Беда в том, что спрашивать не с кого. Иных уж нет, их дети предпочитают прошлое не ворошить, а то и гордится им, ну а внуки и вовсе ничего не знают. Да и вопрошающему сегодня стремятся заткнуть рот все общественные институты разом. Хотя обществу в который раз дают возможность разобраться со своим историческим наследством. Причем, на принципиальном уровне. Ведь принципиальным был и остается вопрос о сталинизме. О репрессиях и геноциде собственного народа. На одной из последних дискуссий, которую вел критик Павел Руднев после «Груза молчания», как раз поднимался вопрос: почему мы, подобно немцам за нацизм, не решились взять на себя ответственность за преступления времен Сталина? За деятельность КПСС? Наверное, тут же нашелся ответ, вся разница в том, что мы в той войне победили. И победителей, как видим, не судят до сих пор. Хотя всего несколько дней спустя, в канун дня России, после вероломно показушных обысков в домах оппозиционеров, этот же вопрос вынесла на более широкую аудиторию уже критик Елена Ковальская. «Если рассуждать в сослагательном наклонении, то осуждение на государственном уровне сталинского тоталитаризма после перестройки избавило бы нас от сегодняшнего геморроя.

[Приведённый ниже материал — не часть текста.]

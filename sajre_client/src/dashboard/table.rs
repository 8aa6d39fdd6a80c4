//! Generic searchable, paginated table over JSON rows. Columns address
//! nested fields with dotted keys such as `userId.name`.

use serde_json::Value;

pub const PAGE_SIZE: usize = 10;

#[derive(Debug, Clone, Copy, PartialEq, Eq)]
pub struct Column {
    pub key: &'static str,
    pub label: &'static str,
}

impl Column {
    pub const fn new(key: &'static str, label: &'static str) -> Self {
        Self { key, label }
    }
}

/// Follows `path` through nested objects.
pub fn nested_value<'a>(row: &'a Value, path: &str) -> Option<&'a Value> {
    if path.is_empty() {
        return None;
    }
    path.split('.').try_fold(row, |acc, part| acc.get(part))
}

/// Text for a cell. Objects, arrays and nulls have none.
pub fn cell_text(row: &Value, path: &str) -> Option<String> {
    match nested_value(row, path)? {
        Value::String(s) => Some(s.clone()),
        Value::Number(n) => Some(n.to_string()),
        Value::Bool(b) => Some(b.to_string()),
        _ => None,
    }
}

#[derive(Debug, Clone, PartialEq)]
pub struct TablePage<'a> {
    pub rows: Vec<&'a Value>,
    /// 1-based, clamped to the available pages.
    pub page: usize,
    pub total_pages: usize,
    pub total: usize,
}

impl TablePage<'_> {
    /// `Showing a to b of n results`.
    pub fn summary(&self) -> String {
        if self.total == 0 {
            return "Showing 0 to 0 of 0 results".to_string();
        }
        let first = (self.page - 1) * PAGE_SIZE + 1;
        let last = (self.page * PAGE_SIZE).min(self.total);
        format!("Showing {} to {} of {} results", first, last, self.total)
    }
}

#[derive(Debug, Clone)]
pub struct DataTable {
    columns: Vec<Column>,
    rows: Vec<Value>,
}

impl DataTable {
    pub fn new(columns: Vec<Column>, rows: Vec<Value>) -> Self {
        Self { columns, rows }
    }

    /// Rows serialized from typed records.
    pub fn from_records<T: serde::Serialize>(columns: Vec<Column>, records: &[T]) -> Result<Self, serde_json::Error> {
        let rows = records.iter().map(serde_json::to_value).collect::<Result<_, _>>()?;
        Ok(Self::new(columns, rows))
    }

    pub fn columns(&self) -> &[Column] {
        &self.columns
    }

    /// Rows where any column contains `term`, ignoring case.
    pub fn filter(&self, term: &str) -> Vec<&Value> {
        let term = term.to_lowercase();
        self.rows
            .iter()
            .filter(|row| {
                self.columns.iter().any(|col| {
                    cell_text(row, col.key).is_some_and(|text| text.to_lowercase().contains(&term))
                })
            })
            .collect()
    }

    pub fn page(&self, term: &str, page: usize) -> TablePage<'_> {
        let filtered = self.filter(term);
        let total = filtered.len();
        let total_pages = total.div_ceil(PAGE_SIZE);
        let page = page.clamp(1, total_pages.max(1));
        let rows = filtered.into_iter().skip((page - 1) * PAGE_SIZE).take(PAGE_SIZE).collect();
        TablePage {
            rows,
            page,
            total_pages,
            total,
        }
    }
}

#[cfg(test)]
mod tests {
    use super::*;
    use serde_json::json;

    fn students(n: usize) -> DataTable {
        let rows = (0..n)
            .map(|i| json!({ "_id": i, "userId": { "name": format!("Student {i}"), "email": format!("s{i}@x.io") } }))
            .collect();
        DataTable::new(
            vec![Column::new("userId.name", "Student"), Column::new("userId.email", "Email")],
            rows,
        )
    }

    #[test]
    fn dotted_paths_reach_nested_fields() {
        let row = json!({ "userId": { "name": "Asha" }, "price": 10, "mentorId": "m1" });
        assert_eq!(cell_text(&row, "userId.name").as_deref(), Some("Asha"));
        assert_eq!(cell_text(&row, "price").as_deref(), Some("10"));
        assert_eq!(cell_text(&row, "mentorId.userId.name"), None);
        assert_eq!(cell_text(&row, ""), None);
    }

    #[test]
    fn search_is_case_insensitive_across_columns() {
        let table = students(12);
        assert_eq!(table.filter("STUDENT 1").len(), 3);
        assert_eq!(table.filter("s11@").len(), 1);
        assert_eq!(table.filter("").len(), 12);
    }

    #[test]
    fn pages_hold_ten_rows() {
        let table = students(23);
        let first = table.page("", 1);
        assert_eq!(first.rows.len(), 10);
        assert_eq!(first.total_pages, 3);
        assert_eq!(first.summary(), "Showing 1 to 10 of 23 results");

        let last = table.page("", 9);
        assert_eq!(last.page, 3);
        assert_eq!(last.rows.len(), 3);
        assert_eq!(last.summary(), "Showing 21 to 23 of 23 results");
    }

    #[test]
    fn empty_table_has_one_empty_page() {
        let table = students(0);
        let page = table.page("anything", 4);
        assert_eq!(page.page, 1);
        assert_eq!(page.total_pages, 0);
        assert!(page.rows.is_empty());
    }
}
fn store(app: &App, command: StoreCommand) -> Result<(), Box<dyn std::error::Error>> {
    let mut store = app.store()?;
    match command {
        StoreCommand::Add {
            role,
            username,
            email,
            password,
            code,
            company_name,
            specialization,
        } => {
            let role = Role::parse(&role).ok_or_else(|| format!("Unknown role: {}", role))?;
            let profile = match role {
                Role::Admin => Profile::Admin,
                Role::Vendor => Profile::Vendor(VendorProfile {
                    company_name,
                    ..VendorProfile::default()
                }),
                Role::Mentor => Profile::Mentor(MentorProfile {
                    specialization,
                    ..MentorProfile::default()
                }),
                Role::Student => Profile::Student(StudentProfile::default()),
            };
            let new_user = NewUser::new(&username, &email, &password, profile);
            let entity = match code {
                Some(code) => store.add_referred_user(&code, new_user)?,
                None => store.add_user(new_user)?,
            };
            println!("✅ Added {} ({}) with code {}", entity.username, entity.role(), entity.referral_code);
        }
        StoreCommand::Login { email, password } => {
            match store.login(&email, &password) {
                Some(entity) => println!("✅ {} ({})", entity.username, entity.role()),
                None => return Err("Invalid credentials".into()),
            }
            store.save_current_user()?;
        }
        StoreCommand::Logout => {
            store.set_current_user(None);
            store.save_current_user()?;
            println!("👋 Signed out of the store");
        }
        StoreCommand::Tree { root } => {
            let Some(top) = store.get_by_id(&root) else {
                return Err(format!("No user with id {}", root).into());
            };
            println!("{} ({})", top.username, top.role());
            for (depth, entity) in store.descendants_of(&root) {
                println!("{}└ {} ({}) {}", "  ".repeat(depth), entity.username, entity.role(), entity.email);
            }
        }
        StoreCommand::Counts => {
            let counts = store.counts();
            println!(
                "admins: {}, vendors: {}, mentors: {}, users: {}",
                counts.admins, counts.vendors, counts.mentors, counts.users
            );
        }
        StoreCommand::Reset => {
            store.reset()?;
            println!("✅ Store reset to the default admin");
        }
    }
    Ok(())
}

Люстрации не оставили шанса людям из советского гэбэ и их методам. Сегодня мы платим за то, что некогда не захотели мараться. Так почему нам не сделать это в конце концов? Вынести вопрос на референдум. Сделать главным вопросом митингов. А то гомеопатию практикуем», - написала на своей страничке в Фэйсбуке.
Есть и вопрос публичного покаяния государства перед церковью - казалось бы, логично цепляющийся за предыдущий. Хотя уже нынешние процессы - история с панк-молебном Пусси Райот, вернее, реакции на нее официоза (и светского, и духовного) чего стоит - сами не дают поставить вопрос ребром...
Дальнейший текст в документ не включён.